Prior to Curl 7.0, processes (sub-applets) and Curl scripts (xcurl files) went largely undocumented. Files with the extension "dcurl" are now used to install Curl applets as desktop applications. Curl 7.0 includes splash screens built with Curl's IPC (inter-process communication) API.
Curl packages now offer digital signing as an option.
See http://www.curl.com (info) http://developers.curl.com (developers) or http://www.curlap.com (in Japanese).
Question: Why should one use this proprietary language over other established proprietary GUI languages such as Adobe's Flex/ActionScript?
The continuity issue would be the biggest advantage. With Adobe's Flex/ActionScript, you'll do a lot of rework tweaking what executes client-side versus what executes server-side. (And it will involve rework, because you'll be using different languages and different projects for server-side vs. client-side.) You'll spend time learning several different languages, and you'll write extra code to interface them. By designing away a few DiscontinuitySpikes, plus providing some good default libraries, Curl app code tends to be smaller than Ajax or Flex. (OTOH, the Curl RTE plugin is bigger.) By supporting homoiconic code, extensible types, and sandboxing and JIT, Curl apps can be extended with minimal changes to existing code.
Curl Inc. would also emphasize their offline support, which comes from a good choice of default library design than from the CurlLanguage proper. But you can peruse www.curl.com if you want to know what Curl Inc. thinks.
For rich multi-media, you should currently favor Adobe's product. Curl is targeted more towards BusinessApplications? (business-to-employee and business-to-business) involving large dataset processing and visualization (reports, graphs, dashboards, heatmaps, datagrids, etc.). There is no reason video couldn't be supported, but it hasn't received much demand from the businesses using Curl.
I find Curl interesting because it is, in fact, a language with a consistent LanguageDesign behind it, as opposed to a hodge-podge of frameworks and inconsistent mini-languages like Adobe. There is a lot more to learn from Curl than from most of its competition.
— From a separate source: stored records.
//! Error types for the wallet ledger
//!
//! Every ledger operation reports failure through [`LedgerError`]. All
//! variants are recoverable: the ledger stays usable after any of them and
//! no partial state is left behind.
//!
//! # Error Categories
//!
//! - **Registry Errors**: duplicate or unknown account ids
//! - **Validation Errors**: non-positive amounts, transfers to self
//! - **Balance Errors**: insufficient funds, arithmetic overflow

use rust_decimal::Decimal;
use thiserror::Error;

/// Main error type for ledger operations
#[derive(Debug, Clone, PartialEq, Error)]
pub enum LedgerError {
    /// An account with this id is already registered
    #[error("Account {account} already exists")]
    AlreadyExists {
        /// The duplicated account id
        account: String,
    },

    /// No account with this id is registered
    #[error("Account {account} not found")]
    NotFound {
        /// The unknown account id
        account: String,
    },

    /// Amount is zero, negative or not representable
    #[error("Invalid amount '{amount}': must be strictly positive")]
    InvalidAmount {
        /// The rejected amount, as supplied
        amount: String,
    },

    /// The debited account does not hold enough funds
    ///
    /// Checked under the account lock, so the reported balance is the one
    /// the decision was based on.
    #[error("Insufficient balance in account {account}: balance {balance}, requested {requested}")]
    InsufficientBalance {
        /// Debited account id
        account: String,
        /// Balance at the time of the check
        balance: Decimal,
        /// Requested amount
        requested: Decimal,
    },

    /// Source and destination of a transfer are the same account
    #[error("Cannot transfer from account {account} to itself")]
    InvalidSameAccount {
        /// The account id used on both sides
        account: String,
    },

    /// Applying the amount would overflow the fixed-point range
    #[error("Arithmetic overflow in {operation} for account {account}")]
    ArithmeticOverflow {
        /// Operation that would overflow
        operation: String,
        /// Credited account id
        account: String,
    },
}

// Helper functions for creating common errors

impl LedgerError {
    /// Create an AlreadyExists error
    pub fn already_exists(account: &str) -> Self {
        LedgerError::AlreadyExists {
            account: account.to_string(),
        }
    }

    /// Create a NotFound error
    pub fn not_found(account: &str) -> Self {
        LedgerError::NotFound {
            account: account.to_string(),
        }
    }

    /// Create an InvalidAmount error
    pub fn invalid_amount(amount: impl ToString) -> Self {
        LedgerError::InvalidAmount {
            amount: amount.to_string(),
        }
    }

    /// Create an InsufficientBalance error
    pub fn insufficient_balance(account: &str, balance: Decimal, requested: Decimal) -> Self {
        LedgerError::InsufficientBalance {
            account: account.to_string(),
            balance,
            requested,
        }
    }

    /// Create an InvalidSameAccount error
    pub fn same_account(account: &str) -> Self {
        LedgerError::InvalidSameAccount {
            account: account.to_string(),
        }
    }

    /// Create an ArithmeticOverflow error
    pub fn arithmetic_overflow(operation: &str, account: &str) -> Self {
        LedgerError::ArithmeticOverflow {
            operation: operation.to_string(),
            account: account.to_string(),
        }
    }
}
Personally, I wouldn't use either of them. Curl's developer license for shared apps has a $12k price tag (though it's free for personal use). I'm also more interested in InteractiveDocuments than in RichInternetApplications, and sandbox-based security is not sufficiently expressive for many of the design patterns that I'd like to support (cf. ObjectCapabilityModel, PowerBox). But, even if my goal is to develop a competing platform aligned with my own interests, I should learn my competition and be inspired by their better ideas.